Trade shriveled up too. The market for walrus tusks and seal skins, the goods the Greenland colonists had to trade, bottomed out. Ships came less frequently until by the middle of the 14th century there was no regular trade between the Norse settlements of Greenland and the motherlands of Norway and Iceland. Without reliable trade they had to hope for a random ship to stop by to renew their supply of iron or wood.

To paraphrase T.S. Eliot, that was not what they meant at all. That was not it, at all.

The settlers were probably also worried about the increasing loss of their Scandinavian identity. They saw themselves as farmers and ranchers rather than fishermen and hunters. Their social status depended on the land and livestock they owned, but it was precisely these things that could no longer help them produce what they needed to survive.
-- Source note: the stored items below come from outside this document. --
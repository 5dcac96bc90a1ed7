//! Color palette and style constants for the Safe Space TUI.

use ratatui::style::{Color, Modifier, Style};

// ── Color palette ─────────────────────────────────────────────────────────────

/// Default page background (no image selected).
pub const C_BG: Color = Color::Rgb(24, 38, 64);
/// Background tint while an image backdrop is applied.
pub const C_BG_IMAGE: Color = Color::Rgb(22, 44, 40);
pub const C_ACCENT: Color = Color::Rgb(255, 170, 120);
pub const C_PLAYING: Color = Color::Rgb(80, 200, 120);
pub const C_ERROR: Color = Color::Rgb(255, 95, 95);
pub const C_MUTED: Color = Color::Rgb(96, 110, 140);
pub const C_SECONDARY: Color = Color::Rgb(150, 165, 190);
pub const C_PRIMARY: Color = Color::Rgb(225, 230, 240);
pub const C_SELECTION_BG: Color = Color::Rgb(44, 62, 96);
pub const C_PANEL_BORDER: Color = Color::Rgb(56, 72, 104);
pub const C_PANEL_BORDER_FOCUSED: Color = Color::Rgb(140, 180, 240);
pub const C_NUMBER_HINT: Color = Color::Rgb(110, 125, 160);
pub const C_FILTER_BG: Color = Color::Rgb(30, 46, 76);
pub const C_FILTER_FG: Color = Color::Rgb(255, 210, 120);
pub const C_FAVORITE: Color = Color::Rgb(255, 120, 160);
pub const C_CIRCLE: Color = Color::Rgb(120, 200, 220);
pub const C_TOAST_INFO: Color = Color::Rgb(80, 160, 220);
pub const C_TOAST_SUCCESS: Color = Color::Rgb(80, 200, 120);
pub const C_TOAST_WARNING: Color = Color::Rgb(255, 184, 80);
pub const C_TOAST_ERROR: Color = Color::Rgb(255, 95, 95);

// ── Predefined styles ─────────────────────────────────────────────────────────

pub fn style_default() -> Style {
    Style::default().fg(C_PRIMARY)
}

pub fn style_secondary() -> Style {
    Style::default().fg(C_SECONDARY)
}

pub fn style_playing() -> Style {
    Style::default().fg(C_PLAYING)
}

pub fn style_error() -> Style {
    Style::default().fg(C_ERROR)
}

pub fn style_selected() -> Style {
    Style::default()
        .bg(C_SELECTION_BG)
        .fg(C_PRIMARY)
        .add_modifier(Modifier::BOLD)
}

pub fn style_focused_border() -> Style {
    Style::default().fg(C_PANEL_BORDER_FOCUSED)
}

pub fn style_unfocused_border() -> Style {
    Style::default().fg(C_PANEL_BORDER)
}

pub fn style_muted() -> Style {
    Style::default().fg(C_MUTED)
}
Although the descendants of the Vikings had adjusted to life in the north, there were limits to their assimilation. “They would have had to live more and more like the Inuit, distancing themselves from their cultural roots,” says [National Museum of Denmark archaeologist Jette] Arneborg. “This growing contradiction between identity and reality was apparently what led to their decline.”
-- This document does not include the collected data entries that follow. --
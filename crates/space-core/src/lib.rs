pub mod catalog;
pub mod config;
pub mod error;
pub mod handoff;
pub mod model;
pub mod platform;
pub mod playback;
pub mod session;
pub mod store;

pub use error::{CatalogError, PlaybackError, StoreError};
pub use model::{MediaItem, NavigationPayload, Route};
pub use session::{AmbientSession, Backdrop};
The young people of childbearing age left first. Archaeologists found almost no skeletons of young women from the late period of Norse settlement. The documentary evidence supports that pattern. The wedding of Thorstein Olafsson, a lad from Iceland, and Sigrid Björnsdottir, a local girl, was held on September 14th, 1408, in Greenland’s Hvalsey Church. We know this because when they moved to Iceland, they had to prove to the local bishop that they had been married in a proper sanctioned church ceremony. Those documents are the last records we have of the Norse settlers in Greenland.

Everyone else left shortly thereafter. The fact that no precious objects have been unearthed anywhere in the archaeological record of Norse Greenland indicates that they moved, packing all their treasures, rather than being devastated by disease, natural disaster or starvation. The bone evidence confirms that there was no more illness and hunger among the late Nordic population of Greenland than among comparable populations in Scandinavia.